DI Robert Wiener, Leiter der Abteilung Grünraum und Gewässer der Stadt Graz, startete mit einem Impulsvortrag über Stadtökologie aus städtischer Perspektive. Anhand von Fallstudien in Stockholm, die zum Ziel haben, die schwedische Hauptstadt bis 2040 klimaneutral zu gestalten, analysierte er den aktuellen Zustand in Graz und diskutierte Maßnahmen zur Implementierung für eine nachhaltigere Stadtentwicklung. Seine Worte verdeutlichten, dass ökologische Erkenntnisse die Grundlage für Strategien bilden können, um die Lebensqualität für Menschen und Natur in städtischen Gebieten zu verbessern. Dies beinhaltet den Schutz und die Erweiterung von Grünflächen sowie die Entwicklung von Freiräumen für ein Grünes Netz, das sich nahtlos zwischen öffentlichem und privatem Raum ausbreiten soll.

Landschaft als Kapital

Anschließend folgte ein Impulsvortrag über „Stadtökologie in Europa: Einblick und Perspektiven von und nach außen” von Landschaftsarchitekt und Stadtplaner Andreas Kipar von LANDsrl.
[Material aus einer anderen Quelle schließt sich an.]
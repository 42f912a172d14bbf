//! Shared fixture for the black-box specs.
//!
//! A `Project` is a temporary base directory with its own socket
//! directory, so concurrent tests never share a session namespace.

#![allow(dead_code)]

use predicates::prelude::PredicateBooleanExt;
use std::ffi::OsStr;
use std::path::{Path, PathBuf};
use std::time::Duration;

pub struct Project {
    temp: tempfile::TempDir,
}

impl Project {
    /// New empty base directory with an isolated socket dir.
    pub fn empty() -> Self {
        let temp = tempfile::tempdir().unwrap();
        std::fs::create_dir_all(temp.path().join("jobs")).unwrap();
        std::fs::create_dir_all(temp.path().join(".sockets")).unwrap();
        Self { temp }
    }

    pub fn base(&self) -> &Path {
        self.temp.path()
    }

    pub fn socket_dir(&self) -> PathBuf {
        self.temp.path().join(".sockets")
    }

    /// Write a file under the base dir, creating parent directories.
    pub fn file(&self, rel: &str, content: &str) -> &Self {
        let path = self.temp.path().join(rel);
        std::fs::create_dir_all(path.parent().unwrap()).unwrap();
        std::fs::write(path, content).unwrap();
        self
    }

    /// Define a job whose `script.sh` runs `body` under /bin/sh.
    pub fn job(&self, name: &str, body: &str) -> &Self {
        self.job_with_spec(name, "script = \"script.sh\"\n", body)
    }

    /// Define a job with explicit `job.toml` contents (e.g. param defaults).
    pub fn job_with_spec(&self, name: &str, spec: &str, body: &str) -> &Self {
        let dir = self.temp.path().join("jobs").join(name);
        std::fs::create_dir_all(&dir).unwrap();
        std::fs::write(dir.join("job.toml"), spec).unwrap();

        let script = dir.join("script.sh");
        std::fs::write(&script, format!("#!/bin/sh\n{body}\n")).unwrap();
        make_executable(&script);
        self
    }

    /// Invocation of one of the five tools inside this base dir.
    pub fn tool(&self, name: &str) -> Spec {
        let mut cmd = assert_cmd::Command::cargo_bin(name).unwrap();
        cmd.env("STINT_BASE_DIR", self.base())
            .env("STINT_SOCKET_DIR", self.socket_dir())
            .timeout(Duration::from_secs(30));
        Spec { cmd }
    }

    /// `startjob <job>`
    pub fn startjob(&self, job: &str) -> Spec {
        let mut spec = self.tool("startjob");
        spec.cmd.arg(job);
        spec
    }

    /// Contents of a job's build ledger, if allocated yet.
    pub fn ledger(&self, job: &str) -> Option<String> {
        std::fs::read_to_string(self.temp.path().join("jobs").join(job).join(".next_build")).ok()
    }

    /// Files currently under `sessions/` with the given extension.
    pub fn session_files(&self, ext: &str) -> Vec<PathBuf> {
        let dir = self.temp.path().join("sessions");
        let Ok(entries) = std::fs::read_dir(dir) else {
            return Vec::new();
        };
        entries
            .filter_map(|e| e.ok())
            .map(|e| e.path())
            .filter(|p| p.extension().map(|e| e == ext).unwrap_or(false))
            .collect()
    }

    /// Socket files currently present for this project.
    pub fn sockets(&self) -> Vec<PathBuf> {
        let Ok(entries) = std::fs::read_dir(self.socket_dir()) else {
            return Vec::new();
        };
        entries.filter_map(|e| e.ok()).map(|e| e.path()).collect()
    }
}

pub fn make_executable(path: &Path) {
    #[cfg(unix)]
    {
        use std::os::unix::fs::PermissionsExt;
        let mut perms = std::fs::metadata(path).unwrap().permissions();
        perms.set_mode(0o755);
        std::fs::set_permissions(path, perms).unwrap();
    }
}

/// A tool invocation being built up.
pub struct Spec {
    pub cmd: assert_cmd::Command,
}

impl Spec {
    pub fn args(mut self, args: &[&str]) -> Self {
        self.cmd.args(args);
        self
    }

    pub fn env(mut self, key: &str, value: impl AsRef<OsStr>) -> Self {
        self.cmd.env(key, value);
        self
    }

    pub fn env_remove(mut self, key: &str) -> Self {
        self.cmd.env_remove(key);
        self
    }

    /// Run and require success.
    pub fn passes(mut self) -> Checked {
        Checked {
            assert: self.cmd.assert().success(),
        }
    }

    /// Run and require this exact exit code.
    pub fn fails_with(mut self, code: i32) -> Checked {
        Checked {
            assert: self.cmd.assert().failure().code(code),
        }
    }
}

/// A finished invocation, ready for output assertions.
pub struct Checked {
    assert: assert_cmd::assert::Assert,
}

impl Checked {
    pub fn stdout_has(self, needle: &str) -> Self {
        Self {
            assert: self.assert.stdout(predicates::str::contains(needle)),
        }
    }

    pub fn stdout_lacks(self, needle: &str) -> Self {
        Self {
            assert: self
                .assert
                .stdout(predicates::str::contains(needle).not()),
        }
    }

    pub fn stderr_has(self, needle: &str) -> Self {
        Self {
            assert: self.assert.stderr(predicates::str::contains(needle)),
        }
    }

    /// Captured stdout, for assertions the combinators cannot express.
    pub fn stdout(&self) -> String {
        String::from_utf8_lossy(&self.assert.get_output().stdout).into_owned()
    }
}
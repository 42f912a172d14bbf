// SPDX-License-Identifier: BUSL-1.1
// Copyright (c) 2026 Alfred Jean LLC

//! setvalue - write a session value

use clap::Parser;
use stint_cli::{commands, exit, logging};

/// Write a value into the session's shared store.
///
/// The value is visible to every job in the session, including the
/// parent after this job exits. Arbitrary bytes round-trip unchanged.
#[derive(Parser)]
#[command(name = "setvalue", version)]
struct Args {
    /// Key to write
    key: String,

    /// Value to store
    value: String,
}

#[tokio::main]
async fn main() {
    logging::init_stderr();
    let cli = Args::parse();

    if let Err(e) = commands::setvalue(&cli.key, &cli.value).await {
        exit::fail(e);
    }
}
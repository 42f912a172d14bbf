// SPDX-License-Identifier: BUSL-1.1
// Copyright (c) 2026 Alfred Jean LLC

//! Process execution seam.
//!
//! The launcher drives job scripts through this trait so tests can
//! substitute a fake. The production implementation spawns a real child
//! process and forwards its stdout line-by-line as it is produced, never
//! buffered until exit.

use async_trait::async_trait;
use std::ffi::OsString;
use std::path::PathBuf;
use std::process::Stdio;
use thiserror::Error;
use tokio::io::{AsyncBufReadExt, BufReader};
use tokio::process::Command;
use tokio::sync::mpsc;

/// What to run: a program inside a working directory with a prepared
/// environment on top of the inherited one.
#[derive(Debug, Clone)]
pub struct RunSpec {
    pub program: PathBuf,
    pub args: Vec<String>,
    pub cwd: PathBuf,
    pub env: Vec<(&'static str, OsString)>,
}

#[derive(Debug, Error)]
pub enum RunnerError {
    /// The OS refused to start the process (missing, not executable, ...)
    #[error("failed to spawn {}: {source}", .program.display())]
    Spawn {
        program: PathBuf,
        #[source]
        source: std::io::Error,
    },

    #[error("failed to read job output: {0}")]
    Output(#[source] std::io::Error),

    #[error("failed to await job completion: {0}")]
    Wait(#[source] std::io::Error),
}

#[async_trait]
pub trait Runner: Send + Sync {
    /// Run the program to completion, sending each stdout line as it is
    /// produced. Returns the exit code.
    async fn run(&self, spec: RunSpec, output: mpsc::Sender<String>) -> Result<i32, RunnerError>;
}

/// Runs jobs as real child processes
#[derive(Debug, Clone, Copy, Default)]
pub struct ProcessRunner;

#[async_trait]
impl Runner for ProcessRunner {
    async fn run(&self, spec: RunSpec, output: mpsc::Sender<String>) -> Result<i32, RunnerError> {
        let mut cmd = Command::new(&spec.program);
        cmd.args(&spec.args)
            .current_dir(&spec.cwd)
            .stdin(Stdio::null())
            .stdout(Stdio::piped());
        for (var, value) in &spec.env {
            cmd.env(var, value);
        }

        let mut child = cmd.spawn().map_err(|source| RunnerError::Spawn {
            program: spec.program.clone(),
            source,
        })?;

        let stdout = child.stdout.take().ok_or_else(|| {
            RunnerError::Output(std::io::Error::other("child stdout not captured"))
        })?;

        let mut lines = BufReader::new(stdout).lines();
        loop {
            match lines.next_line().await {
                Ok(Some(line)) => {
                    // Receiver gone means the caller stopped listening;
                    // keep draining so the child never blocks on a full pipe.
                    let _ = output.send(line).await;
                }
                Ok(None) => break,
                Err(e) => {
                    let _ = child.wait().await;
                    return Err(RunnerError::Output(e));
                }
            }
        }

        let status = child.wait().await.map_err(RunnerError::Wait)?;
        Ok(exit_code_of(status))
    }
}

/// Exit code of a finished process; signal deaths map to 128+signal, the
/// shell convention.
fn exit_code_of(status: std::process::ExitStatus) -> i32 {
    if let Some(code) = status.code() {
        return code;
    }
    #[cfg(unix)]
    {
        use std::os::unix::process::ExitStatusExt;
        if let Some(signal) = status.signal() {
            return 128 + signal;
        }
    }
    1
}

#[cfg(test)]
#[path = "runner_tests.rs"]
mod tests;
// SPDX-License-Identifier: BUSL-1.1
// Copyright (c) 2026 Alfred Jean LLC

//! The process launcher behind `startjob`.
//!
//! The launcher is the only entry point that creates sessions and
//! builds. A root invocation (no inherited endpoint) creates the session
//! and hosts the coordinator in-process until its job exits; a nested
//! invocation joins the inherited session. Either way the job identifier
//! must resolve before any session machinery is touched, so an
//! unresolvable job never contacts the coordinator or burns a build
//! number.

use std::collections::BTreeMap;
use std::path::PathBuf;

use stint_core::{
    base_dir_from_lookup, BuildId, IdGen, InheritedSession, Job, JobError, Layout, Role, RunSpec,
    Runner, RunnerError, SessionContext, SessionId, ToolPaths,
};
use stint_coordinator::{Config, Coordinator, CoordinatorHandle};
use stint_storage::Ledger;
use tokio::sync::mpsc;
use tracing::{info, warn};

use crate::client::CoordinatorClient;
use crate::exit::{ExitError, EXIT_COORDINATOR, EXIT_LEDGER, EXIT_NO_SUCH_JOB, EXIT_SPAWN};
use crate::logging;

pub struct Launcher<R: Runner, I: IdGen> {
    runner: R,
    ids: I,
}

/// The session a launch runs under, after inherit-or-create.
struct SessionEnv {
    endpoint: PathBuf,
    session_id: SessionId,
    role: Role,
    /// Build whose script invoked us; `None` for the root invocation
    parent_build: Option<BuildId>,
    tools: ToolPaths,
}

impl<R: Runner, I: IdGen> Launcher<R, I> {
    pub fn new(runner: R, ids: I) -> Self {
        Self { runner, ids }
    }

    /// Launch a job and return its exit code.
    pub async fn run(&self, job_name: &str, args: &[String]) -> Result<i32, ExitError> {
        self.run_from(job_name, args, |var| std::env::var(var).ok())
            .await
    }

    /// [`Launcher::run`] with an explicit environment source.
    pub async fn run_from(
        &self,
        job_name: &str,
        args: &[String],
        lookup: impl Fn(&str) -> Option<String>,
    ) -> Result<i32, ExitError> {
        let inherited = InheritedSession::from_lookup(&lookup)?;

        let base_dir = match &inherited {
            Some(session) => session.base_dir.clone(),
            None => base_dir_from_lookup(&lookup)?,
        };
        let layout = Layout::new(base_dir);

        // Resolve before anything session-shaped happens.
        let job = Job::resolve(&layout, job_name).map_err(resolution_error)?;

        let (env, coordinator, _log_guard) = match inherited {
            Some(session) => {
                logging::init_stderr();
                let env = SessionEnv {
                    endpoint: session.endpoint,
                    session_id: session.session_id,
                    role: Role::Participant,
                    parent_build: Some(session.parent_build),
                    tools: session.tools,
                };
                (env, None, None)
            }
            None => {
                let session_id = self.ids.session_id();
                let guard = logging::init_session_log(&layout.session_log_path(&session_id))
                    .map_err(|e| internal_error(format!("cannot open session log: {e}")))?;

                let config = Config::for_session(session_id.clone(), &layout);
                let handle = Coordinator::start(config)
                    .await
                    .map_err(|e| ExitError::new(EXIT_COORDINATOR, e.to_string()))?;

                let env = SessionEnv {
                    endpoint: handle.endpoint().to_path_buf(),
                    session_id,
                    role: Role::Owner,
                    parent_build: None,
                    tools: ToolPaths::resolve()?,
                };
                (env, Some(handle), Some(guard))
            }
        };

        info!(
            session = %env.session_id,
            job = %job.name,
            role = env.role.as_env_str(),
            "starting job"
        );

        let outcome = self.launch(&layout, &job, args, &env).await;

        // The owner tears the session down once its job tree is done.
        if let Some(handle) = coordinator {
            close_session(handle).await;
        }

        outcome
    }

    async fn launch(
        &self,
        layout: &Layout,
        job: &Job,
        args: &[String],
        env: &SessionEnv,
    ) -> Result<i32, ExitError> {
        // A build cannot proceed without a number; ledger failures are fatal.
        let number = Ledger::new(layout.clone())
            .next(&job.name)
            .map_err(|e| ExitError::new(EXIT_LEDGER, e.to_string()))?;
        let build = BuildId::new(job.name.clone(), number);

        let client = CoordinatorClient::new(&env.endpoint);

        // Joining an existing session: handshake before doing real work.
        if !env.role.is_owner() {
            let version = client.hello().await?;
            if version != env!("CARGO_PKG_VERSION") {
                warn!(
                    coordinator = %version,
                    client = env!("CARGO_PKG_VERSION"),
                    "version mismatch with session coordinator"
                );
            }
        }

        // Parameter table fixed at launch: configured defaults, overlaid
        // by whatever the parent staged since its own launch.
        let mut params = job.spec.params.clone();
        if let Some(parent) = &env.parent_build {
            let staged: BTreeMap<String, String> = client.take_params(parent).await?;
            params.extend(staged);
        }
        client.open_build(&build, params).await?;

        // The script runs on its own copy inside the build directory.
        let build_dir = layout.build_dir(&build);
        std::fs::create_dir_all(&build_dir).map_err(internal_error)?;
        let script = build_dir.join(&job.spec.script);
        std::fs::copy(job.script_path(), &script).map_err(internal_error)?;

        let ctx = SessionContext {
            endpoint: env.endpoint.clone(),
            session_id: env.session_id.clone(),
            role: env.role,
            base_dir: layout.base().to_path_buf(),
            build: build.clone(),
            tools: env.tools.clone(),
        };

        let spec = RunSpec {
            program: script,
            args: args.to_vec(),
            cwd: build_dir.clone(),
            env: ctx.env_vars(),
        };

        // Stream the job's stdout through as it is produced.
        let (tx, mut rx) = mpsc::channel::<String>(64);
        let printer = tokio::spawn(async move {
            while let Some(line) = rx.recv().await {
                println!("{line}");
            }
        });

        let run = self.runner.run(spec, tx).await;
        let _ = printer.await;

        let exit_code = match run {
            Ok(code) => code,
            Err(e @ RunnerError::Spawn { .. }) => {
                return Err(ExitError::new(EXIT_SPAWN, e.to_string()))
            }
            Err(e) => return Err(internal_error(e)),
        };

        std::fs::write(build_dir.join("exitcode.txt"), format!("{exit_code}\n"))
            .map_err(internal_error)?;
        client.close_build(&build, exit_code).await?;

        info!(build = %build, exit_code, "job finished");
        Ok(exit_code)
    }
}

async fn close_session(handle: CoordinatorHandle) {
    if let Err(e) = handle.close().await {
        warn!("failed to close session cleanly: {e}");
    }
}

fn resolution_error(e: JobError) -> ExitError {
    ExitError::new(EXIT_NO_SUCH_JOB, e.to_string())
}

fn internal_error(e: impl std::fmt::Display) -> ExitError {
    ExitError::new(1, e.to_string())
}

#[cfg(test)]
#[path = "launcher_tests.rs"]
mod tests;
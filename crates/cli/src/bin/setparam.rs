// SPDX-License-Identifier: BUSL-1.1
// Copyright (c) 2026 Alfred Jean LLC

//! setparam - stage a parameter for the next launched job

use clap::Parser;
use stint_cli::{commands, exit, logging};

/// Stage a parameter for the next job this build launches.
///
/// The parameter is visible to that one child only; it does not leak
/// further down the tree unless the child stages it again.
#[derive(Parser)]
#[command(name = "setparam", version)]
struct Args {
    /// Parameter name
    name: String,

    /// Value to hand to the next child
    value: String,
}

#[tokio::main]
async fn main() {
    logging::init_stderr();
    let cli = Args::parse();

    if let Err(e) = commands::setparam(&cli.name, &cli.value).await {
        exit::fail(e);
    }
}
Ein zentraler Aspekt war die Betrachtung der Umweltauswirkungen der Stadtentwicklung. Es wurde hervorgehoben, dass städtische Hitzeentwicklungen aufgrund von Bodenversiegelung und einem erhöhten Wasserverbrauch auftreten. Kipar präsentierte seine Gedanken energisch, humorvoll und doch auch nachdenklich. Er schlug vor, Landschaft als Kapital zu betrachten und sprach von einer städtischen "Sehnsucht nach dem Ursprünglichen". So ermutigte er das Publikum, die Stadt als dynamischen Raum zu betrachten, der bereits Antworten auf ökologische Herausforderungen bietet. Sein Vorschlag: die Ikonen einer Stadt zu besuchen und die Wege als Anreiz für mögliche gestalterische Erweiterungen in Betracht zu ziehen. Indem man durch diese Räume geht, könne man die Vielschichtigkeit, die in der Entwicklung von Landschaft grundlegend ist, entdecken und sie architektonisch aufgreifen. Kipar traf damit einen Nerv im Publikum und regte an, über nachhaltige Stadtplanung nachzudenken.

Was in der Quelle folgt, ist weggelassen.